Minor modes in effect:
  diff-auto-refine-mode: t
  tooltip-mode: t
  global-eldoc-mode: t
  electric-indent-mode: t
  mouse-wheel-mode: t
  tool-bar-mode: t
  menu-bar-mode: t
  file-name-shadow-mode: t
  global-font-lock-mode: t
  font-lock-mode: t
  blink-cursor-mode: t
  auto-composition-mode: t
  auto-encryption-mode: t
  auto-compression-mode: t
  line-number-mode: t
  transient-mark-mode: t
  abbrev-mode: t

Load-path shadows:
None found.

Features:
(shadow sort mail-extr emacsbug message rmc puny seq byte-opt gv
bytecomp byte-compile cconv dired dired-loaddefs format-spec rfc822 mml
mml-sec password-cache epa derived epg epg-config gnus-util rmail
rmail-loaddefs mm-decode mm-bodies mm-encode mail-parse rfc2231
mailabbrev gmm-utils mailheader sendmail rfc2047 rfc2045 ietf-drums
mm-util mail-prsvr mail-utils misearch multi-isearch vc-git diff-mode
easy-mmode cc-mode cc-fonts cc-guess cc-menus cc-cmds cc-styles cc-align
cc-engine cc-vars cc-defs thingatpt find-func help-fns radix-tree
cl-print debug backtrace help-mode easymenu cl-loaddefs cl-lib elec-pair
time-date tooltip eldoc electric uniquify ediff-hook vc-hooks
lisp-float-type mwheel term/ns-win ns-win ucs-normalize mule-util
term/common-win tool-bar dnd fontset image regexp-opt fringe
tabulated-list replace newcomment text-mode elisp-mode lisp-mode
prog-mode register page menu-bar rfn-eshadow isearch timer select
scroll-bar mouse jit-lock font-lock syntax facemenu font-core
term/tty-colors frame cl-generic cham georgian utf-8-lang misc-lang
vietnamese tibetan thai tai-viet lao korean japanese eucjp-ms cp51932
hebrew greek romanian slovak czech european ethiopic indian cyrillic
chinese composite charscript charprop case-table epa-hook jka-cmpr-hook
help simple abbrev obarray minibuffer cl-preloaded nadvice loaddefs
button faces cus-face macroexp files text-properties overlay sha1 md5
base64 format env code-pages mule custom widget hashtable-print-readable
backquote threads dbusbind kqueue cocoa ns lcms2 multi-tty
make-network-process emacs)

Memory information:
((conses 8 238509 10624)
 (symbols 24 23285 1)
 (strings 16 38140 2495)
 (string-bytes 1 1151011)
 (vectors 12 40088)
 (vector-slots 4 878428 30532)
 (floats 8 55 214)
 (intervals 28 1547 405)
 (buffers 536 17))

-- 
‘As I sat looking up at the Guinness ad, I could never figure out /
How your man stayed up on the surfboard after forty pints of stout’
(C. Moore)



--- End Message ---
--- Begin Message --- Subject: Re: bug#32979: 27.0.50; Oddity in #'keywordp comments.
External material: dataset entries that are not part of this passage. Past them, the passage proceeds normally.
// SPDX-FileCopyrightText: 2026 Tuma Contributors
// SPDX-License-Identifier: MIT OR Apache-2.0

//! Webhook HTTP server built on axum.
//!
//! Sets up routes, middleware, and shared state for the gateway.

use std::sync::Arc;

use axum::routing::get;
use axum::Router;
use tower_http::cors::CorsLayer;
use tuma_core::TumaError;
use tuma_engine::Engine;

use crate::handlers;

/// Shared state for axum request handlers.
#[derive(Clone)]
pub struct GatewayState {
    /// The conversation orchestrator handling inbound messages.
    pub engine: Arc<Engine>,
    /// Secret expected in the webhook verification handshake.
    pub verify_token: Option<String>,
    /// Process start time for uptime reporting.
    pub start_time: std::time::Instant,
}

/// Gateway server configuration (mirrors GatewayConfig from tuma-config).
#[derive(Debug, Clone)]
pub struct ServerConfig {
    /// Host address to bind.
    pub host: String,
    /// Port to bind.
    pub port: u16,
}

/// Build the gateway router.
///
/// Routes:
/// - GET /whatsapp/webhook (verification handshake)
/// - POST /whatsapp/webhook (inbound message notifications)
/// - GET /health (unauthenticated liveness)
pub fn build_router(state: GatewayState) -> Router {
    Router::new()
        .route(
            "/whatsapp/webhook",
            get(handlers::verify_webhook).post(handlers::receive_webhook),
        )
        .route("/health", get(handlers::get_health))
        .layer(CorsLayer::permissive())
        .with_state(state)
}

/// Start the gateway HTTP server. Runs until the process exits.
pub async fn start_server(config: &ServerConfig, state: GatewayState) -> Result<(), TumaError> {
    let app = build_router(state);

    let addr = format!("{}:{}", config.host, config.port);
    let listener = tokio::net::TcpListener::bind(&addr)
        .await
        .map_err(|e| TumaError::Channel {
            message: format!("failed to bind gateway to {addr}: {e}"),
            source: Some(Box::new(e)),
        })?;

    tracing::info!("Gateway server listening on {addr}");

    axum::serve(listener, app)
        .await
        .map_err(|e| TumaError::Channel {
            message: format!("gateway server error: {e}"),
            source: Some(Box::new(e)),
        })?;

    Ok(())
}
Date: Mon, 08 Oct 2018 23:20:10 +0300
> From: Aidan Kehoe <address@hidden>
> Date: Sun, 7 Oct 2018 23:03:25 +0100
> 
> /* Define this in C to avoid unnecessarily consing up the symbol
>    name.  */
> DEFUN ("keywordp", Fkeywordp, Skeywordp, 1, 1, 0,
>        doc: /* Return t if OBJECT is a keyword.
> This means that it is a symbol with a print name beginning with `:'
> interned in the initial obarray.  */)
>   (Lisp_Object object)
> {
>   if (SYMBOLP (object)
>       && SREF (SYMBOL_NAME (object), 0) == ':'
>       && SYMBOL_INTERNED_IN_INITIAL_OBARRAY_P (object))
>     return Qt;
>   return Qnil;
> }
> 
> It's completely reasonable to implement the #'keywordp predicate in C given
> the internal GNU Emacs approach to keywords. The equivalent Lisp
> implementation of:
> 
> (defun keywordp (object)
>   (and object (symbolp object) (eq ?: (aref (symbol-name object) 0))
>        (eq object (intern-soft (symbol-name object) obarray))))
> 
> involves a hash table lookup after a Lisp funcall, and checking #'keywordp
> should be cheap. The comment, however, has nothing to do with anything, there
> is no consing or other dynamic memory allocation at any point, neither in the
> obvious Lisp implementation, the old cl-compat.el implementation of 20.7, nor
> the current code. The comment should be removed.

I think the author of the code thought that symbol-name conses a
string.  (At some distant point in the past, aref worked in bytes, not
in characters, and the internal representation of text was not yet
superset of UTF-8, so we couldn't assume that if the first byte is
':', so is the first character, and needed to use substring instead.
But that was fixed a year before keywordp got coded in C, so that was
unlikely to be the reason for the comment.)

I removed the comment.  Thanks for bringing this to our attention.